A medium Reece Blizzard clocks in at a “reported” 740 calories(and an impressive 21 grams of protein). Average this across a week and it equates to 105 calories per day. I can plan around and fit 105 calories per day to enjoy a special treat, especially given my activity level.

I’m going to start with a few key assumptions:

  1. If you had more time you’d cook more healthy meals you love.
  2. You eat more mediocre crap than you feel good about.
  3. You hate the idea of giving up all the foods you love.
  4. You want some combination of losing body fat, feeling healthier, and having better energy.

Restricting all junk/high calorie/processed foods you love, is a recipe for shame, binging, and failure. You rob yourself of some of life’s joy, only to break down in moments of fatigue or stress then overindulge and get caught in a spiral of shame. These episodes more than offset your dieting and workout efforts, leaving you frustrated with your lack of progress and “lack of discipline”. This is neither the path to happiness nor progress with your health and fitness goals. 

When coaching nutrition, I get clients to reframe food choices into three categories or “buckets”:

Bucket 1: All the “healthy” meals and food options you enjoy. 

Bucket 2: All the mediocre high calorie “crap” you don’t really enjoy or feel fulfilled by.

Bucket 3: All the treats you love that bring you joy. 

Admittedly words like “healthy” and “crap” are nebulous, vague, and subjective, but ultimately we know what they mean in our individual context.

A big point is realizing we enjoy bucket 1 meals more than bucket 2 meals. Most people don’t realize just how many options they enjoy from bucket 1. Most people underestimate how much they impulsively overeat from bucket 2 and fail to recognize they still crave the bucket 3 treats, indulge, then feel shame, partially ruining the enjoyment of those treasured treats. The solution to long term fat loss and body composition maintenance, along with a good relationship with food is to rebalance your ratio of these 3 buckets.

Bucket 1: The Healthy Foods You Enjoy

We often mistake healthy home cooked meals as bland options we dread.

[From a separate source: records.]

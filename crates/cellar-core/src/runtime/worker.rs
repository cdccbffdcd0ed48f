//! The worker message loop.

use std::collections::VecDeque;

use futures::FutureExt;
use futures::future::{BoxFuture, OptionFuture};
use rustc_hash::FxHashSet;
use tokio::sync::mpsc;
use tokio::task::JoinHandle;

use crate::config::RuntimeConfig;
use crate::error::Error;
use crate::ipc::framing::DEFAULT_MAX_FRAME_LEN;
use crate::ipc::{
    Envelope, ExecutionRequest, ExecutionResult, HostGateway, RequestId, WorkerEnd, channel,
};

use super::{Bootstrapper, BuiltinLoader, ExecutionSerializer, RequestPhase, RuntimeLoader};

/// Counters reported when a worker exits.
#[derive(Debug, Clone, Copy, Default, PartialEq, Eq)]
pub struct WorkerStats {
    /// Requests admitted to the pending queue.
    pub accepted: u64,
    /// Requests that produced a value.
    pub completed: u64,
    /// Requests that produced an error outcome.
    pub failed: u64,
    /// Messages rejected as malformed or duplicate.
    pub rejected: u64,
}

enum Job {
    Execute(ExecutionRequest),
    /// A protocol reject answered in queue order.
    Reject(ExecutionResult),
}

/// A single worker: one interpreter, one pending queue, one request at a time.
pub struct Worker {
    serializer: ExecutionSerializer,
    eager: bool,
    max_result_len: usize,
}

impl Worker {
    /// Worker backed by the built-in interpreter and the configured packages.
    pub fn new(config: &RuntimeConfig) -> Self {
        Self::with_loader(
            BuiltinLoader::new(config.packages.iter().cloned()),
            config.eager_bootstrap,
        )
        .with_max_result_len(config.max_frame_len)
    }

    /// Worker backed by a custom loader.
    pub fn with_loader(loader: impl RuntimeLoader, eager: bool) -> Self {
        Self {
            serializer: ExecutionSerializer::new(Bootstrapper::new(loader)),
            eager,
            max_result_len: DEFAULT_MAX_FRAME_LEN,
        }
    }

    /// Largest encoded response; bigger results are replaced by an error.
    pub fn with_max_result_len(mut self, len: usize) -> Self {
        self.max_result_len = len;
        self
    }

    pub fn bootstrapper(&self) -> &Bootstrapper {
        self.serializer.bootstrapper()
    }

    /// Run the worker on an in-process channel, returning the host's gateway.
    pub fn spawn(self, capacity: usize) -> (HostGateway, JoinHandle<WorkerStats>) {
        let (host, worker) = channel(capacity);
        let task = tokio::spawn(self.run(worker));
        (HostGateway::connect(host), task)
    }

    /// Serve requests until the inbound side closes and the queue is drained,
    /// or until the host stops listening.
    ///
    /// New messages are accepted while a request is executing; results leave
    /// in acceptance order.
    pub async fn run(self, end: WorkerEnd) -> WorkerStats {
        let WorkerEnd {
            mut receiver,
            sender,
        } = end;

        if self.eager {
            self.bootstrapper().begin();
        }

        let mut queue: VecDeque<Job> = VecDeque::new();
        // Ids queued or executing.
        let mut active: FxHashSet<RequestId> = FxHashSet::default();
        let mut in_flight: OptionFuture<BoxFuture<'static, ExecutionResult>> = None.into();
        let mut busy = false;
        let mut inbound_open = true;
        let mut stats = WorkerStats::default();

        'serve: loop {
            while !busy {
                match queue.pop_front() {
                    Some(Job::Execute(request)) => {
                        let serializer = self.serializer.clone();
                        in_flight = Some(async move { serializer.handle(request).await }.boxed()).into();
                        busy = true;
                    }
                    Some(Job::Reject(result)) => {
                        active.remove(&result.id);
                        if !emit(&sender, result).await {
                            break 'serve;
                        }
                    }
                    None => break,
                }
            }

            if !inbound_open && !busy {
                break;
            }

            tokio::select! {
                message = receiver.recv(), if inbound_open => match message {
                    Some(envelope) => accept(envelope, &mut queue, &mut active, &mut stats),
                    None => {
                        tracing::debug!("inbound channel closed, draining {} queued request(s)", queue.len());
                        inbound_open = false;
                    }
                },
                Some(result) = &mut in_flight, if busy => {
                    in_flight = None.into();
                    busy = false;
                    active.remove(&result.id);
                    let result = self.bounded(result);
                    if result.outcome.is_error() {
                        stats.failed += 1;
                    } else {
                        stats.completed += 1;
                    }
                    if !emit(&sender, result).await {
                        break;
                    }
                },
                _ = sender.closed() => {
                    tracing::warn!("Host stopped listening, abandoning {} queued request(s)", queue.len());
                    break;
                },
            }
        }

        tracing::info!(
            accepted = stats.accepted,
            completed = stats.completed,
            failed = stats.failed,
            rejected = stats.rejected,
            "worker exiting"
        );
        stats
    }

    /// Replace a result whose response would not fit in one frame.
    fn bounded(&self, result: ExecutionResult) -> ExecutionResult {
        let len = match serde_json::to_vec(&result) {
            Ok(bytes) => bytes.len(),
            Err(e) => {
                return ExecutionResult::error(result.id, format!("result is not encodable: {e}"));
            }
        };
        if len <= self.max_result_len {
            return result;
        }
        tracing::warn!(id = %result.id, len, "result exceeds {} bytes", self.max_result_len);
        ExecutionResult::error(
            result.id,
            format!(
                "result too large: {len} bytes encoded (limit {})",
                self.max_result_len
            ),
        )
    }
}

fn accept(
    envelope: Envelope,
    queue: &mut VecDeque<Job>,
    active: &mut FxHashSet<RequestId>,
    stats: &mut WorkerStats,
) {
    match ExecutionRequest::from_envelope(envelope) {
        Ok(request) => {
            if active.contains(&request.id) {
                tracing::warn!("Dropping request with duplicate in-flight id {}", request.id);
                stats.rejected += 1;
                return;
            }
            tracing::debug!(id = %request.id, phase = %RequestPhase::Queued, position = queue.len(), "request phase");
            active.insert(request.id.clone());
            stats.accepted += 1;
            queue.push_back(Job::Execute(request));
        }
        Err(err) => {
            stats.rejected += 1;
            match err.id.clone() {
                Some(id) if !active.contains(&id) => {
                    tracing::warn!("Rejecting request {}: {}", id, err);
                    // Held until the reject is sent so the id cannot be answered twice.
                    active.insert(id.clone());
                    queue.push_back(Job::Reject(ExecutionResult::error(
                        id,
                        Error::Protocol(err).to_string(),
                    )));
                }
                _ => tracing::warn!("Dropping malformed message: {}", err),
            }
        }
    }
}

/// Send one result. Returns `false` once the host has gone away.
async fn emit(sender: &mpsc::Sender<Envelope>, result: ExecutionResult) -> bool {
    if sender.send(result.to_envelope()).await.is_err() {
        tracing::warn!("Host stopped listening, dropping result for {}", result.id);
        return false;
    }
    true
}

#[cfg(test)]
mod tests {
    use super::*;
    use crate::interpreter::{Interpreter, Session};
    use crate::ipc::Outcome;
    use crate::runtime::InitializationError;
    use serde_json::json;
    use std::sync::Arc;
    use std::time::Duration;
    use tokio::sync::Semaphore;

    #[tokio::test]
    async fn test_worker_answers_in_order() {
        let (gateway, task) = Worker::new(&RuntimeConfig::default()).spawn(8);
        let a = gateway.submit("x = 2").await.unwrap();
        let b = gateway.submit("x * 21").await.unwrap();
        assert_eq!(a.outcome().await.unwrap(), Outcome::Value(json!(null)));
        assert_eq!(b.outcome().await.unwrap(), Outcome::Value(json!(42)));

        drop(gateway);
        let stats = task.await.unwrap();
        assert_eq!(stats.accepted, 2);
        assert_eq!(stats.completed, 2);
    }

    #[tokio::test]
    async fn test_drains_queue_after_inbound_closes() {
        let (host, worker_end) = channel(8);
        let task = tokio::spawn(Worker::new(&RuntimeConfig::default()).run(worker_end));
        let crate::ipc::HostEnd {
            sender,
            mut receiver,
        } = host;

        for (id, src) in [("1", "a = 1"), ("2", "a + 1"), ("3", "a + 2")] {
            sender.send(json!({ "id": id, "src": src })).await.unwrap();
        }
        drop(sender);

        let mut seen = Vec::new();
        while let Some(envelope) = receiver.recv().await {
            seen.push(envelope);
        }
        assert_eq!(
            seen,
            vec![
                json!({ "id": "1", "res": null }),
                json!({ "id": "2", "res": 2 }),
                json!({ "id": "3", "res": 3 }),
            ]
        );
        assert_eq!(task.await.unwrap().completed, 3);
    }

    #[tokio::test]
    async fn test_rejected_id_is_not_answered_twice() {
        let gate = Arc::new(Semaphore::new(0));
        let loader = {
            let gate = Arc::clone(&gate);
            move || -> BoxFuture<'static, Result<Box<dyn Interpreter>, InitializationError>> {
                let gate = Arc::clone(&gate);
                async move {
                    let _ = gate.acquire().await;
                    Ok(Box::new(Session::new()) as Box<dyn Interpreter>)
                }
                .boxed()
            }
        };
        let (host, worker_end) = channel(8);
        let task = tokio::spawn(Worker::with_loader(loader, true).run(worker_end));
        let crate::ipc::HostEnd {
            sender,
            mut receiver,
        } = host;

        // The first request holds the queue until the runtime is released.
        sender.send(json!({ "id": "a", "src": "1" })).await.unwrap();
        sender.send(json!({ "id": "r", "src": 1 })).await.unwrap();
        sender.send(json!({ "id": "r", "src": "2" })).await.unwrap();
        drop(sender);
        tokio::time::sleep(Duration::from_millis(20)).await;
        gate.add_permits(1);

        let mut seen = Vec::new();
        while let Some(envelope) = receiver.recv().await {
            seen.push(envelope);
        }
        assert_eq!(seen.len(), 2, "{seen:?}");
        assert_eq!(seen[0], json!({ "id": "a", "res": 1 }));
        assert_eq!(seen[1]["id"], json!("r"));
        assert!(seen[1]["error"].as_str().unwrap().contains("`src` must be a string"));
        assert_eq!(task.await.unwrap().rejected, 2);
    }

    #[tokio::test]
    async fn test_oversized_result_is_replaced_by_error() {
        let worker = Worker::new(&RuntimeConfig::default()).with_max_result_len(96);
        let (gateway, _task) = worker.spawn(8);
        let outcome = gateway.execute("'x' * 100").await.unwrap();
        let message = outcome.into_result().unwrap_err();
        assert!(message.starts_with("result too large"), "{message}");
        assert_eq!(gateway.execute("'x' * 10").await.unwrap(), Outcome::Value(json!("xxxxxxxxxx")));
    }

    #[tokio::test]
    async fn test_lazy_worker_does_not_bootstrap_until_asked() {
        let worker = Worker::new(&RuntimeConfig::default().with_eager_bootstrap(false));
        let bootstrapper = worker.bootstrapper().clone();
        let (gateway, _task) = worker.spawn(8);
        tokio::task::yield_now().await;
        assert_eq!(bootstrapper.acquisitions(), 0);

        gateway.execute("1").await.unwrap();
        assert_eq!(bootstrapper.acquisitions(), 1);
    }
}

But when you pause to think, we all have numerous nutritious meals that we love eating. The issue is less the enjoyment and more the time and effort required to cook and clean. Given the futuristic fantasy option of a Star Trek replicator, if we could instantly summon baked salmon, rice, and brussel sprouts, or lean ground turkey pasta, or chicken stir fry, then mediocre delivery food wouldn’t be an issue. We’re often mentally tired, physically drained, stressed, and our ancestral lizard brain craves easy.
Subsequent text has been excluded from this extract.